Die Entsorgung von E-Zigaretten und deren Komponenten stellte die Recyclingsysteme Großbritanniens vor erhebliche Herausforderungen. Mehr als sechs Millionen Geräte und Pods wurden jede Woche entsorgt, was die Kapazitäten der Abfallwirtschaft stark beanspruchte. Die versteckten Lithium-Ionen-Batterien innerhalb dieser Geräte verursachten zudem Brände, was die Gefahr für die Umwelt und die Infrastruktur erhöhte.

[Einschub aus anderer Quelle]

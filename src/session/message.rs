//! Conversation messages and the append-only log

use chrono::{DateTime, Utc};
use serde::{Deserialize, Serialize};
use std::sync::Arc;

/// Author of a message
#[derive(Debug, Clone, Copy, PartialEq, Eq, Hash, Serialize, Deserialize)]
#[serde(rename_all = "snake_case")]
pub enum Role {
    User,
    Assistant,
    System,
}

/// One conversation turn
#[derive(Debug, Clone, PartialEq, Eq, Serialize, Deserialize)]
pub struct Message {
    /// 1-based, gapless within a session
    pub sequence: u64,
    pub role: Role,
    pub content: String,
    pub created_at: DateTime<Utc>,
}

/// Ordered, append-only record of a session's messages.
///
/// There is no edit or delete; the only way to empty the log is to replace the
/// session on reset.
#[derive(Debug, Clone, Default)]
pub struct MessageLog {
    entries: Vec<Message>,
}

impl MessageLog {
    #[must_use]
    pub fn new() -> Self {
        Self::default()
    }

    /// Append a message, returning its sequence number
    pub fn append(&mut self, role: Role, content: impl Into<String>) -> u64 {
        let sequence = self.next_sequence();
        self.entries.push(Message {
            sequence,
            role,
            content: content.into(),
            created_at: Utc::now(),
        });
        sequence
    }

    /// All messages in insertion order
    #[must_use]
    pub fn all(&self) -> &[Message] {
        &self.entries
    }

    /// Immutable copy of the current contents, safe to hand to other tasks
    #[must_use]
    pub fn snapshot(&self) -> Arc<[Message]> {
        Arc::from(self.entries.as_slice())
    }

    #[must_use]
    pub fn last(&self) -> Option<&Message> {
        self.entries.last()
    }

    #[must_use]
    pub fn len(&self) -> usize {
        self.entries.len()
    }

    #[must_use]
    pub fn is_empty(&self) -> bool {
        self.entries.is_empty()
    }

    /// Sequence number the next append will receive
    #[must_use]
    pub fn next_sequence(&self) -> u64 {
        self.entries.last().map_or(1, |m| m.sequence + 1)
    }
}
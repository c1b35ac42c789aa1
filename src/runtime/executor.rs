//! Session runtime executor

use super::{RuntimeRequest, SessionSnapshot, SessionUpdate};

use crate::adapters::{GenerationAdapter, IngestionAdapter};
use crate::session::{Effect, Event, OperationToken, Session, SessionError};
use std::sync::Arc;
use tokio::sync::{broadcast, mpsc};
use tokio_util::sync::CancellationToken;

/// Event loop that owns one session and carries out its effects
pub struct SessionRuntime<I, G>
where
    I: IngestionAdapter + 'static,
    G: GenerationAdapter + 'static,
{
    session: Session,
    ingestion: Arc<I>,
    generation: Arc<G>,
    request_rx: mpsc::Receiver<RuntimeRequest>,
    /// Weak so the loop ends once every `SessionHandle` is gone
    completion_tx: mpsc::WeakSender<RuntimeRequest>,
    update_tx: broadcast::Sender<SessionUpdate>,
    /// Cancels the background task of the outstanding operation
    in_flight: Option<(OperationToken, CancellationToken)>,
}

impl<I, G> SessionRuntime<I, G>
where
    I: IngestionAdapter + 'static,
    G: GenerationAdapter + 'static,
{
    #[must_use]
    pub fn new(
        ingestion: I,
        generation: G,
        request_rx: mpsc::Receiver<RuntimeRequest>,
        completion_tx: mpsc::WeakSender<RuntimeRequest>,
        update_tx: broadcast::Sender<SessionUpdate>,
    ) -> Self {
        Self {
            session: Session::new(),
            ingestion: Arc::new(ingestion),
            generation: Arc::new(generation),
            request_rx,
            completion_tx,
            update_tx,
            in_flight: None,
        }
    }

    pub async fn run(mut self) {
        tracing::info!(
            ingestion = %self.ingestion.name(),
            generation = %self.generation.name(),
            "Starting session runtime"
        );

        while let Some(request) = self.request_rx.recv().await {
            match request {
                RuntimeRequest::Dispatch { event, reply } => {
                    let outcome = self.process_event(event);
                    if let Some(reply) = reply {
                        let _ = reply.send(outcome);
                    }
                }
                RuntimeRequest::Snapshot { reply } => {
                    let _ = reply.send(SessionSnapshot::of(&self.session));
                }
            }
        }

        if let Some((_, cancel)) = self.in_flight.take() {
            cancel.cancel();
        }
        tracing::info!("Session runtime stopped");
    }

    fn process_event(&mut self, event: Event) -> Result<(), SessionError> {
        let event_name = event.name();
        let is_reset = matches!(event, Event::Reset);
        let is_completion = event.is_completion();

        let before_phase = self.session.current_phase();
        let before_len = self.session.message_log().len();
        let before_pending = self.session.is_operation_pending();

        let effects = match self.session.handle(event) {
            Ok(effects) => effects,
            Err(e) if !e.is_user_facing() => {
                tracing::debug!(error = %e, "Discarding stale completion");
                return Err(e);
            }
            Err(e) => {
                tracing::info!(event = event_name, phase = %before_phase, error = %e, "Command rejected");
                let _ = self.update_tx.send(SessionUpdate::Rejected {
                    message: e.to_string(),
                });
                return Err(e);
            }
        };

        if is_completion {
            self.in_flight = None;
        }

        let phase = self.session.current_phase();
        tracing::debug!(event = event_name, from = %before_phase, to = %phase, "Session transition");

        // Subscribers see the reset first, then the new state
        if is_reset {
            let _ = self.update_tx.send(SessionUpdate::Reset);
        } else {
            for message in self.session.message_log().all().iter().skip(before_len) {
                let _ = self.update_tx.send(SessionUpdate::Message {
                    message: message.clone(),
                });
            }
        }
        if phase != before_phase {
            let _ = self.update_tx.send(SessionUpdate::PhaseChanged { phase });
        }
        let pending = self.session.is_operation_pending();
        if pending != before_pending {
            let _ = self
                .update_tx
                .send(SessionUpdate::OperationPending { pending });
        }

        for effect in effects {
            self.execute_effect(effect);
        }
        Ok(())
    }

    fn execute_effect(&mut self, effect: Effect) {
        match effect {
            Effect::FetchOpportunity { token, reference } => {
                let cancel = self.track(token);
                let ingestion = Arc::clone(&self.ingestion);
                let completion_tx = self.completion_tx.clone();

                tokio::spawn(async move {
                    tracing::info!(%token, reference = %reference, "Fetching opportunity (background)");

                    tokio::select! {
                        biased;

                        () = cancel.cancelled() => {
                            tracing::info!(%token, "Ingestion abandoned");
                        }

                        result = ingestion.fetch(&reference) => {
                            post_completion(&completion_tx, Event::IngestionFinished { token, result }).await;
                        }
                    }
                });
            }

            Effect::GenerateReply { token, kind } => {
                let cancel = self.track(token);
                let generation = Arc::clone(&self.generation);
                let completion_tx = self.completion_tx.clone();
                // Committed history, including the user message that triggered this
                let history = self.session.message_log().snapshot();

                tokio::spawn(async move {
                    tracing::info!(%token, assistant = %kind, history_len = history.len(), "Generating reply (background)");

                    tokio::select! {
                        biased;

                        () = cancel.cancelled() => {
                            tracing::info!(%token, "Generation abandoned");
                        }

                        result = generation.generate(kind, &history) => {
                            post_completion(&completion_tx, Event::GenerationFinished { token, result }).await;
                        }
                    }
                });
            }

            Effect::AbortOperation { token } => {
                if let Some((current, cancel)) = self.in_flight.take() {
                    if current == token {
                        tracing::info!(%token, "Aborting in-flight operation");
                        cancel.cancel();
                    } else {
                        self.in_flight = Some((current, cancel));
                    }
                }
            }
        }
    }

    fn track(&mut self, token: OperationToken) -> CancellationToken {
        let cancel = CancellationToken::new();
        self.in_flight = Some((token, cancel.clone()));
        cancel
    }
}

/// Hand a collaborator result back to the runtime loop, if it is still running
async fn post_completion(completion_tx: &mpsc::WeakSender<RuntimeRequest>, event: Event) {
    let Some(tx) = completion_tx.upgrade() else {
        tracing::debug!(event = event.name(), "Runtime gone, dropping completion");
        return;
    };
    let _ = tx
        .send(RuntimeRequest::Dispatch { event, reply: None })
        .await;
}
//! HTTP API for the opportunity desk
//!
//! A thin JSON surface over one [`SessionHandle`]; every command is forwarded
//! to the session runtime and its verdict mapped to a status code.

mod handlers;
mod sse;
mod types;

pub use handlers::create_router;
#[allow(unused_imports)] // Public API re-exports
pub use types::*;

use crate::runtime::SessionHandle;

/// Application state shared across handlers
#[derive(Clone)]
pub struct AppState {
    pub session: SessionHandle,
}

impl AppState {
    #[must_use]
    pub fn new(session: SessionHandle) -> Self {
        Self { session }
    }
}
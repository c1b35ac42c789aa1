//! API request and response types

use crate::session::AssistantKind;
use serde::{Deserialize, Serialize};

/// Request to submit an opportunity reference
#[derive(Debug, Deserialize)]
pub struct SubmitOpportunityRequest {
    pub reference: String,
}

/// Request to pick an assistant
#[derive(Debug, Deserialize)]
pub struct SelectAssistantRequest {
    pub kind: String,
}

/// Request to send a chat message
#[derive(Debug, Deserialize)]
pub struct SendMessageRequest {
    pub text: String,
}

/// Response for an accepted command
#[derive(Debug, Serialize, Deserialize, PartialEq, Eq)]
pub struct AcceptedResponse {
    pub accepted: bool,
}

/// One entry of the assistant catalogue
#[derive(Debug, Serialize)]
pub struct AssistantInfo {
    pub kind: AssistantKind,
    pub display_name: &'static str,
    pub description: &'static str,
}

impl From<AssistantKind> for AssistantInfo {
    fn from(kind: AssistantKind) -> Self {
        Self {
            kind,
            display_name: kind.display_name(),
            description: kind.description(),
        }
    }
}

/// Response for the assistant catalogue
#[derive(Debug, Serialize)]
pub struct AssistantsResponse {
    pub assistants: Vec<AssistantInfo>,
}

/// Error response
#[derive(Debug, Serialize, Deserialize)]
pub struct ErrorResponse {
    pub error: String,
}

impl ErrorResponse {
    #[must_use]
    pub fn new(message: impl Into<String>) -> Self {
        Self {
            error: message.into(),
        }
    }
}
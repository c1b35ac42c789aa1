//! Opportunity desk
//!
//! A single-session assistant for government contracting opportunities: a
//! notice is ingested, the user picks a specialized assistant, and the two
//! converse. The session core is a pure state machine; the runtime carries
//! out its effects against pluggable collaborators.

pub mod adapters;
pub mod api;
pub mod config;
pub mod runtime;
pub mod session;
impl IdMinimizer {
    /// The renumbering map for one table: dense ids counting from 1, or,
    /// for kept tables, only the `N#` prefix restorations
    fn id_mapping<'a, I>(&self, ids: I, keep: bool) -> FxHashMap<String, String>
    where
        I: Iterator<Item = &'a String>,
    {
        let mut mapping = FxHashMap::default();

        if !keep {
            let mut counter = 1u64;
            let mut ids: Vec<&String> = ids.collect();
            ids.sort();
            for id in ids {
                mapping.insert(id.clone(), to_base(counter, self.base));
                counter += 1;
            }
            return mapping;
        }

        // kept table: restore ids that carry a feed-concatenation prefix,
        // when the plain id is not taken
        let ids: Vec<&String> = ids.collect();
        let taken: std::collections::HashSet<&str> = ids.iter().map(|s| s.as_str()).collect();
        for id in ids {
            if let Some(stripped) = strip_feed_prefix(id) {
                if !taken.contains(stripped) && !mapping.values().any(|v| v == stripped) {
                    mapping.insert(id.clone(), stripped.to_string());
                }
            }
        }
        mapping
    }

    fn renumber_trips(&self, feed: &mut Feed) {
        let mapping = self.id_mapping(feed.trips.keys(), self.keep.trips);
        if mapping.is_empty() {
            return;
        }

        let trips = std::mem::take(&mut feed.trips);
        feed.trips = trips
            .into_iter()
            .map(|(id, mut trip)| {
                let new_id = mapping.get(&id).cloned().unwrap_or(id);
                trip.id = new_id.clone();
                (new_id, trip)
            })
            .collect();

        rewrite_transfer_keys(feed, |k| {
            rekey_opt(&mut k.from_trip_id, &mapping);
            rekey_opt(&mut k.to_trip_id, &mapping);
        });
        rewrite_attributions(feed, |attr| rekey_opt(&mut attr.trip_id, &mapping));

        for col in feed.extra.trips.values_mut() {
            rekey_columns(col, &mapping);
        }
        for col in feed.extra.stop_times.values_mut() {
            let old = std::mem::take(col);
            *col = old
                .into_iter()
                .map(|((trip_id, seq), v)| {
                    let trip_id = mapping.get(&trip_id).cloned().unwrap_or(trip_id);
                    ((trip_id, seq), v)
                })
                .collect();
        }
    }

    fn renumber_stops(&self, feed: &mut Feed) {
        let mapping = self.id_mapping(feed.stops.keys(), self.keep.stops);
        if mapping.is_empty() {
            return;
        }

        let stops = std::mem::take(&mut feed.stops);
        feed.stops = stops
            .into_iter()
            .map(|(id, mut stop)| {
                let new_id = mapping.get(&id).cloned().unwrap_or(id);
                stop.id = new_id.clone();
                (new_id, stop)
            })
            .collect();

        for stop in feed.stops.values_mut() {
            rekey_opt(&mut stop.parent_station, &mapping);
        }
        for trip in feed.trips.values_mut() {
            for st in &mut trip.stop_times {
                if let Some(new) = mapping.get(&st.stop_id) {
                    st.stop_id = new.clone();
                }
            }
        }
        rewrite_transfer_keys(feed, |k| {
            if let Some(new) = mapping.get(&k.from_stop_id) {
                k.from_stop_id = new.clone();
            }
            if let Some(new) = mapping.get(&k.to_stop_id) {
                k.to_stop_id = new.clone();
            }
        });
        for pathway in feed.pathways.values_mut() {
            if let Some(new) = mapping.get(&pathway.from_stop_id) {
                pathway.from_stop_id = new.clone();
            }
            if let Some(new) = mapping.get(&pathway.to_stop_id) {
                pathway.to_stop_id = new.clone();
            }
        }

        for col in feed.extra.stops.values_mut() {
            rekey_columns(col, &mapping);
        }
    }

    fn renumber_routes(&self, feed: &mut Feed) {
        let mapping = self.id_mapping(feed.routes.keys(), self.keep.routes);
        if mapping.is_empty() {
            return;
        }

        let routes = std::mem::take(&mut feed.routes);
        feed.routes = routes
            .into_iter()
            .map(|(id, mut route)| {
                let new_id = mapping.get(&id).cloned().unwrap_or(id);
                route.id = new_id.clone();
                (new_id, route)
            })
            .collect();

        for trip in feed.trips.values_mut() {
            if let Some(new) = mapping.get(&trip.route_id) {
                trip.route_id = new.clone();
            }
        }
        for fare in feed.fare_attributes.values_mut() {
            for rule in &mut fare.rules {
                rekey_opt(&mut rule.route_id, &mapping);
            }
        }
        rewrite_transfer_keys(feed, |k| {
            rekey_opt(&mut k.from_route_id, &mapping);
            rekey_opt(&mut k.to_route_id, &mapping);
        });
        rewrite_attributions(feed, |attr| rekey_opt(&mut attr.route_id, &mapping));

        for col in feed.extra.routes.values_mut() {
            rekey_columns(col, &mapping);
        }
    }

    fn renumber_services(&self, feed: &mut Feed) {
        let mapping = self.id_mapping(feed.services.keys(), self.keep.services);
        if mapping.is_empty() {
            return;
        }

        let services = std::mem::take(&mut feed.services);
        feed.services = services
            .into_iter()
            .map(|(id, mut service)| {
                let new_id = mapping.get(&id).cloned().unwrap_or(id);
                service.id = new_id.clone();
                (new_id, service)
            })
            .collect();

        for trip in feed.trips.values_mut() {
            if let Some(new) = mapping.get(&trip.service_id) {
                trip.service_id = new.clone();
            }
        }
    }

    fn renumber_shapes(&self, feed: &mut Feed) {
        let mapping = self.id_mapping(feed.shapes.keys(), self.keep.shapes);
        if mapping.is_empty() {
            return;
        }

        let shapes = std::mem::take(&mut feed.shapes);
        feed.shapes = shapes
            .into_iter()
            .map(|(id, mut shape)| {
                let new_id = mapping.get(&id).cloned().unwrap_or(id);
                shape.id = new_id.clone();
                (new_id, shape)
            })
            .collect();

        for trip in feed.trips.values_mut() {
            rekey_opt(&mut trip.shape_id, &mapping);
        }
        for col in feed.extra.shapes.values_mut() {
            rekey_columns(col, &mapping);
        }
    }

    fn renumber_agencies(&self, feed: &mut Feed) {
        // the anonymous agency of a single-agency feed keeps its empty id
        let mapping = self.id_mapping(
            feed.agencies.keys().filter(|id| !id.is_empty()),
            self.keep.agencies,
        );
        if mapping.is_empty() {
            return;
        }

        let agencies = std::mem::take(&mut feed.agencies);
        feed.agencies = agencies
            .into_iter()
            .map(|(id, mut agency)| {
                let new_id = mapping.get(&id).cloned().unwrap_or(id);
                if agency.id.is_some() {
                    agency.id = Some(new_id.clone());
                }
                (new_id, agency)
            })
            .collect();

        for route in feed.routes.values_mut() {
            rekey_opt(&mut route.agency_id, &mapping);
        }
        for fare in feed.fare_attributes.values_mut() {
            rekey_opt(&mut fare.agency_id, &mapping);
        }
        rewrite_attributions(feed, |attr| rekey_opt(&mut attr.agency_id, &mapping));
        for col in feed.extra.agencies.values_mut() {
            rekey_columns(col, &mapping);
        }
    }

    fn renumber_fares(&self, feed: &mut Feed) {
        let mapping = self.id_mapping(feed.fare_attributes.keys(), self.keep.fares);
        if mapping.is_empty() {
            return;
        }

        let fares = std::mem::take(&mut feed.fare_attributes);
        feed.fare_attributes = fares
            .into_iter()
            .map(|(id, mut fare)| {
                let new_id = mapping.get(&id).cloned().unwrap_or(id);
                fare.id = new_id.clone();
                for rule in &mut fare.rules {
                    rule.fare_id = new_id.clone();
                }
                (new_id, fare)
            })
            .collect();

        for col in feed.extra.fare_attributes.values_mut() {
            rekey_columns(col, &mapping);
        }
    }

    fn renumber_pathways(&self, feed: &mut Feed) {
        let mapping = self.id_mapping(feed.pathways.keys(), self.keep.pathways);
        if mapping.is_empty() {
            return;
        }

        let pathways = std::mem::take(&mut feed.pathways);
        feed.pathways = pathways
            .into_iter()
            .map(|(id, mut pathway)| {
                let new_id = mapping.get(&id).cloned().unwrap_or(id);
                pathway.id = new_id.clone();
                (new_id, pathway)
            })
            .collect();

        for col in feed.extra.pathways.values_mut() {
            rekey_columns(col, &mapping);
        }
    }

    fn renumber_levels(&self, feed: &mut Feed) {
        let mapping = self.id_mapping(feed.levels.keys(), self.keep.levels);
        if mapping.is_empty() {
            return;
        }

        let levels = std::mem::take(&mut feed.levels);
        feed.levels = levels
            .into_iter()
            .map(|(id, mut level)| {
                let new_id = mapping.get(&id).cloned().unwrap_or(id);
                level.id = new_id.clone();
                (new_id, level)
            })
            .collect();

        for stop in feed.stops.values_mut() {
            rekey_opt(&mut stop.level_id, &mapping);
        }
        for col in feed.extra.levels.values_mut() {
            rekey_columns(col, &mapping);
        }
    }
}

/// The unprefixed part of an id of the form `N#rest`
fn strip_feed_prefix(id: &str) -> Option<&str> {
    let (prefix, rest) = id.split_once('#')?;
    if !prefix.is_empty() && prefix.bytes().all(|b| b.is_ascii_digit()) && !rest.is_empty() {
        Some(rest)
    } else {
        None
    }
}

fn rekey_opt(field: &mut Option<String>, mapping: &FxHashMap<String, String>) {
    if let Some(v) = field {
        if let Some(new) = mapping.get(v) {
            *field = Some(new.clone());
        }
    }
}

fn rekey_columns(col: &mut std::collections::HashMap<String, String>, mapping: &FxHashMap<String, String>) {
    let old = std::mem::take(col);
    *col = old
        .into_iter()
        .map(|(id, v)| (mapping.get(&id).cloned().unwrap_or(id), v))
        .collect();
}

fn rewrite_transfer_keys<F: Fn(&mut TransferKey)>(feed: &mut Feed, rewrite: F) {
    let transfers = std::mem::take(&mut feed.transfers);
    feed.transfers = transfers
        .into_iter()
        .map(|(mut k, v)| {
            rewrite(&mut k);
            (k, v)
        })
        .collect();
}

Die Sortierarbeiten an Recyclinganlagen zeigten die schiere Menge an Abfall. Mitarbeiter mussten die Geräte manuell zerlegen, um die Batterien und Komponenten in separate Behälter zu trennen. Obwohl das Verbot für Einweg-E-Zigaretten im vergangenen Jahr erlassen worden war, blieb die Menge an Abfallprodukten konstant hoch. Die Unternehmen erklärten, dass die Wahrnehmung dieser Produkte als Wegwerfartikel fortbestand, und die Öffentlichkeit erkannte die Gefahr, die Batterien bei unsachgemäßer Entsorgung darstellten nicht ausreichend.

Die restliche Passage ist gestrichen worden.